Les personnes bénéficiaires des aides- Il y a eu d’autres moments significatifs au cours du voyage, les rencontres avec quelques faits qui bénéficient des aides en provenance des initiatives de l’ ÉdeC : Une table pour enfants, familiale, ou pour personnes âgées, un centre Caritas qui organise des activités récréatives pour jeunes et pour des personnes âgées. Ce sont surtout des familles simples qui sont disponibles pour raconter leur expérience : des familles qui ne peuvent soutenir les dépenses pour l’instruction des enfants ; des personnes âgées qui ne peuvent assumer les soins médicaux ; des maris et femmes qui, tout en travaillant, sont contraints de vivre avec deux enfants dans une petite habitation construite au fil du temps avec du matériel de récupération, et qui sont dans une situation d’extrême misère matérielle avec en même temps une grande dignité et une ouverture au prochain.

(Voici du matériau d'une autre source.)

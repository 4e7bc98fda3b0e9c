//! Node registry: slot allocation, node creation and linking.
//!
//! Building is two-phase. Every node is created first (portfolios, then
//! stocks, each in declaration order), then every ownership edge is linked,
//! because an edge may name a parent created before or after its child.
//! Finally each node receives a topological rank so propagation can visit
//! holdings before their owners.

use std::collections::{HashMap, HashSet, VecDeque};

use petgraph::algo::toposort;
use petgraph::graph::{DiGraph, NodeIndex};
use tracing::debug;

use navgraph_core::{ComponentKind, ComponentName, GraphError, GraphResult, Slot};

use crate::adjacency::Adjacency;
use crate::nodes::{Component, Edge, NodeHeader, PortfolioNode, StockNode};
use crate::prices::PriceStore;

/// Arena of every node, indexed by slot.
#[derive(Debug, Clone)]
pub struct NodeRegistry {
    nodes: Vec<Component>,
    index: HashMap<ComponentName, Slot>,
    stocks: Vec<Slot>,
    portfolios: Vec<Slot>,
}

impl NodeRegistry {
    /// Creates and links one node per component of `adjacency`, and a price
    /// store with one unknown slot per node.
    ///
    /// # Errors
    ///
    /// [`GraphError::DanglingReference`] if an edge names a parent that was
    /// never declared as a container.
    pub fn build(adjacency: &Adjacency) -> GraphResult<(Self, PriceStore)> {
        let mut registry = Self {
            nodes: Vec::with_capacity(adjacency.len()),
            index: HashMap::with_capacity(adjacency.len()),
            stocks: Vec::with_capacity(adjacency.leaf_count()),
            portfolios: Vec::with_capacity(adjacency.container_count()),
        };

        for (ordinal, (name, _)) in adjacency.containers().enumerate() {
            let slot = registry.allocate(name);
            registry.nodes.push(Component::Portfolio(PortfolioNode {
                header: NodeHeader::new(ComponentName::new(name), slot),
                ordinal,
                holdings: Vec::new(),
            }));
            registry.portfolios.push(slot);
        }
        for (ordinal, (name, _)) in adjacency.leaves().enumerate() {
            let slot = registry.allocate(name);
            registry.nodes.push(Component::Stock(StockNode {
                header: NodeHeader::new(ComponentName::new(name), slot),
                ordinal,
            }));
            registry.stocks.push(slot);
        }

        registry.link(adjacency)?;
        registry.assign_ranks()?;

        debug!(
            components = registry.len(),
            stocks = registry.stocks.len(),
            portfolios = registry.portfolios.len(),
            "Node registry built"
        );

        let prices = PriceStore::unknown(registry.len());
        Ok((registry, prices))
    }

    fn allocate(&mut self, name: &str) -> Slot {
        let slot = Slot::new(self.nodes.len());
        self.index.insert(ComponentName::new(name), slot);
        slot
    }

    /// Appends every edge to its parent's holdings and its child's owners.
    fn link(&mut self, adjacency: &Adjacency) -> GraphResult<()> {
        for (child, owners) in adjacency.leaves().chain(adjacency.containers()) {
            let child_slot = self.index[child];
            for ownership in owners {
                let parent_slot = match self.index.get(ownership.parent.as_str()) {
                    Some(&slot) if self.nodes[slot.index()].kind() == ComponentKind::Portfolio => {
                        slot
                    }
                    _ => return Err(GraphError::dangling(child, &ownership.parent)),
                };

                if let Component::Portfolio(parent) = &mut self.nodes[parent_slot.index()] {
                    parent.holdings.push(Edge {
                        slot: child_slot,
                        weight: ownership.weight,
                    });
                }
                self.nodes[child_slot.index()]
                    .header_mut()
                    .owners
                    .push(Edge {
                        slot: parent_slot,
                        weight: ownership.weight,
                    });
            }
        }
        Ok(())
    }

    fn assign_ranks(&mut self) -> GraphResult<()> {
        let mut graph: DiGraph<(), ()> = DiGraph::with_capacity(self.nodes.len(), 0);
        for _ in &self.nodes {
            graph.add_node(());
        }
        for node in &self.nodes {
            for owner in node.owners() {
                graph.add_edge(
                    NodeIndex::new(node.slot().index()),
                    NodeIndex::new(owner.slot.index()),
                    (),
                );
            }
        }

        let order = toposort(&graph, None).map_err(|cycle| {
            GraphError::cycle(self.nodes[cycle.node_id().index()].name().as_str())
        })?;
        for (rank, idx) in order.into_iter().enumerate() {
            self.nodes[idx.index()].header_mut().rank = rank;
        }
        Ok(())
    }

    // =========================================================================
    // LOOKUP
    // =========================================================================

    /// Number of components.
    pub fn len(&self) -> usize {
        self.nodes.len()
    }

    /// Returns true if the registry is empty.
    pub fn is_empty(&self) -> bool {
        self.nodes.is_empty()
    }

    /// Node in `slot`.
    pub fn get(&self, slot: Slot) -> &Component {
        &self.nodes[slot.index()]
    }

    /// Portfolio in `slot`, if that slot holds a portfolio.
    pub fn portfolio(&self, slot: Slot) -> Option<&PortfolioNode> {
        self.get(slot).as_portfolio()
    }

    /// Slot of `name`, if declared.
    pub fn lookup(&self, name: &str) -> Option<Slot> {
        self.index.get(name).copied()
    }

    /// Slot of `name`, or [`GraphError::UnknownComponent`].
    pub fn resolve(&self, name: &str) -> GraphResult<Slot> {
        self.lookup(name).ok_or_else(|| GraphError::unknown(name))
    }

    /// Every node in slot order.
    pub fn iter(&self) -> impl Iterator<Item = &Component> {
        self.nodes.iter()
    }

    /// Stock slots by ordinal.
    pub fn stocks(&self) -> &[Slot] {
        &self.stocks
    }

    /// Portfolio slots by ordinal.
    pub fn portfolios(&self) -> &[Slot] {
        &self.portfolios
    }

    /// Every portfolio reachable upward from `start`, each once, in
    /// breadth-first discovery order. `start` itself is excluded.
    pub fn ancestors(&self, start: Slot) -> Vec<Slot> {
        let mut visited = HashSet::new();
        let mut queue = VecDeque::from([start]);
        let mut found = Vec::new();

        while let Some(slot) = queue.pop_front() {
            for owner in self.get(slot).owners() {
                if visited.insert(owner.slot) {
                    found.push(owner.slot);
                    queue.push_back(owner.slot);
                }
            }
        }
        found
    }

    /// Sorts `slots` so holdings come before their owners.
    pub fn sort_by_rank(&self, slots: &mut [Slot]) {
        slots.sort_unstable_by_key(|s| self.get(*s).rank());
    }
}

#[cfg(test)]
mod tests {
    use super::*;
    use crate::adjacency::AdjacencyBuilder;

    fn diamond() -> Adjacency {
        let mut b = AdjacencyBuilder::new();
        for p in ["R", "P", "Q"] {
            b.declare_container(p).unwrap();
        }
        b.declare_ownership("A", 2.0, "P").unwrap();
        b.declare_ownership("A", 3.0, "Q").unwrap();
        b.declare_ownership("P", 1.0, "R").unwrap();
        b.declare_ownership("Q", 1.0, "R").unwrap();
        b.finalize().unwrap()
    }

    #[test]
    fn test_slots_are_dense_portfolios_first() {
        let (registry, prices) = NodeRegistry::build(&diamond()).unwrap();

        assert_eq!(registry.len(), 4);
        assert_eq!(prices.len(), 4);
        assert_eq!(registry.lookup("R"), Some(Slot(0)));
        assert_eq!(registry.lookup("A"), Some(Slot(3)));
        assert_eq!(registry.portfolios(), &[Slot(0), Slot(1), Slot(2)]);
        assert_eq!(registry.stocks(), &[Slot(3)]);
        for node in registry.iter() {
            assert_eq!(registry.lookup(node.name().as_str()), Some(node.slot()));
        }
    }

    #[test]
    fn test_links_holdings_and_owners() {
        let (registry, _) = NodeRegistry::build(&diamond()).unwrap();
        let p = registry.portfolio(registry.lookup("P").unwrap()).unwrap();
        assert_eq!(
            p.holdings(),
            &[Edge {
                slot: Slot(3),
                weight: 2.0
            }]
        );

        let a = registry.get(registry.lookup("A").unwrap());
        assert_eq!(a.kind(), ComponentKind::Stock);
        let owners: Vec<_> = a.owners().iter().map(|e| e.slot).collect();
        assert_eq!(owners, vec![Slot(1), Slot(2)]);
    }

    #[test]
    fn test_ranks_place_holdings_before_owners() {
        let (registry, _) = NodeRegistry::build(&diamond()).unwrap();
        for node in registry.iter() {
            for owner in node.owners() {
                assert!(node.rank() < registry.get(owner.slot).rank());
            }
        }
    }

    #[test]
    fn test_ancestors_are_deduplicated() {
        let (registry, _) = NodeRegistry::build(&diamond()).unwrap();
        let mut found = registry.ancestors(registry.lookup("A").unwrap());
        assert_eq!(found.len(), 3);

        registry.sort_by_rank(&mut found);
        assert_eq!(*found.last().unwrap(), registry.lookup("R").unwrap());
    }

    #[test]
    fn test_undeclared_parent_is_dangling() {
        let mut b = AdjacencyBuilder::new();
        b.declare_container("P").unwrap();
        b.declare_ownership("A", 1.0, "P").unwrap();
        b.declare_ownership("B", 1.0, "GHOST").unwrap();

        let err = NodeRegistry::build(&b.finalize().unwrap()).unwrap_err();
        assert_eq!(err, GraphError::dangling("B", "GHOST"));
    }

    #[test]
    fn test_parent_known_only_as_stock_is_dangling() {
        let mut b = AdjacencyBuilder::new();
        b.declare_container("P").unwrap();
        b.declare_ownership("A", 1.0, "P").unwrap();
        b.declare_ownership("B", 1.0, "A").unwrap();

        assert!(matches!(
            NodeRegistry::build(&b.finalize().unwrap()),
            Err(GraphError::DanglingReference { .. })
        ));
    }

    #[test]
    fn test_resolve_unknown_name() {
        let (registry, _) = NodeRegistry::build(&diamond()).unwrap();
        assert_eq!(registry.resolve("ZZZ"), Err(GraphError::unknown("ZZZ")));
    }
}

L’apport de l’ ÉdeC en Serbie aujourd’hui – On constate clairement que le modèle économique fondé sur la culture du don continue à attirer et à s’imposer comme solution efficace jusqu’à remettre en question dans ses fondements le système socio-économique ; aujourd’hui il y a une forte prise de conscience qu’il est fondamental d’innover et d’anticiper les changements (emblématiques et au niveau des coûts que les pays balkaniques lorsqu’il entreront dans l’union européenne auront à supporter , à côté des prospectives de développement) y compris pour les entreprises ÉdeC. Dans ce processus, le rôle des nouvelles générations est fondamental, les jeunes attirés par l’idéal de l’ ÉdeC, sont compétents non seulement en matière de santé et de sécurité sur le travail, d’environnement, de marketing, de gestion des projets, de comptabilité, mais aussi en ce qui concerne les lignes directrices pour conduire une entreprise ÉdeC (étudiées et développées en détail en référence au contexte spécifique local et de l’entreprise). Ils peuvent donc offrir aux entrepreneurs une contribution concrète soit au niveau local, soit au niveau de la Commission internationale.
Former 3-5 jeunes, repérés localement qui ont ces compétences : C’est la proposition avec laquelle s’est conclue la mission : de cette manière on créera du travail pour quelques jeunes et les entreprises qui auront besoin de conseils pour innover s’entraideront.
Enfin, il y a eu un moment de dialogue avec la communauté orthodoxe serbe, et en particulier avec l’Institut pour l’étude du dialogue entre Culture et Christianisme : de cette rencontre, il est probable que dans un futur proche, une rencontre ÉdeC puisse jaillir avec les orthodoxes serbes. Ce sont de nouvelles frontières qui s’ouvrent à l’horizon.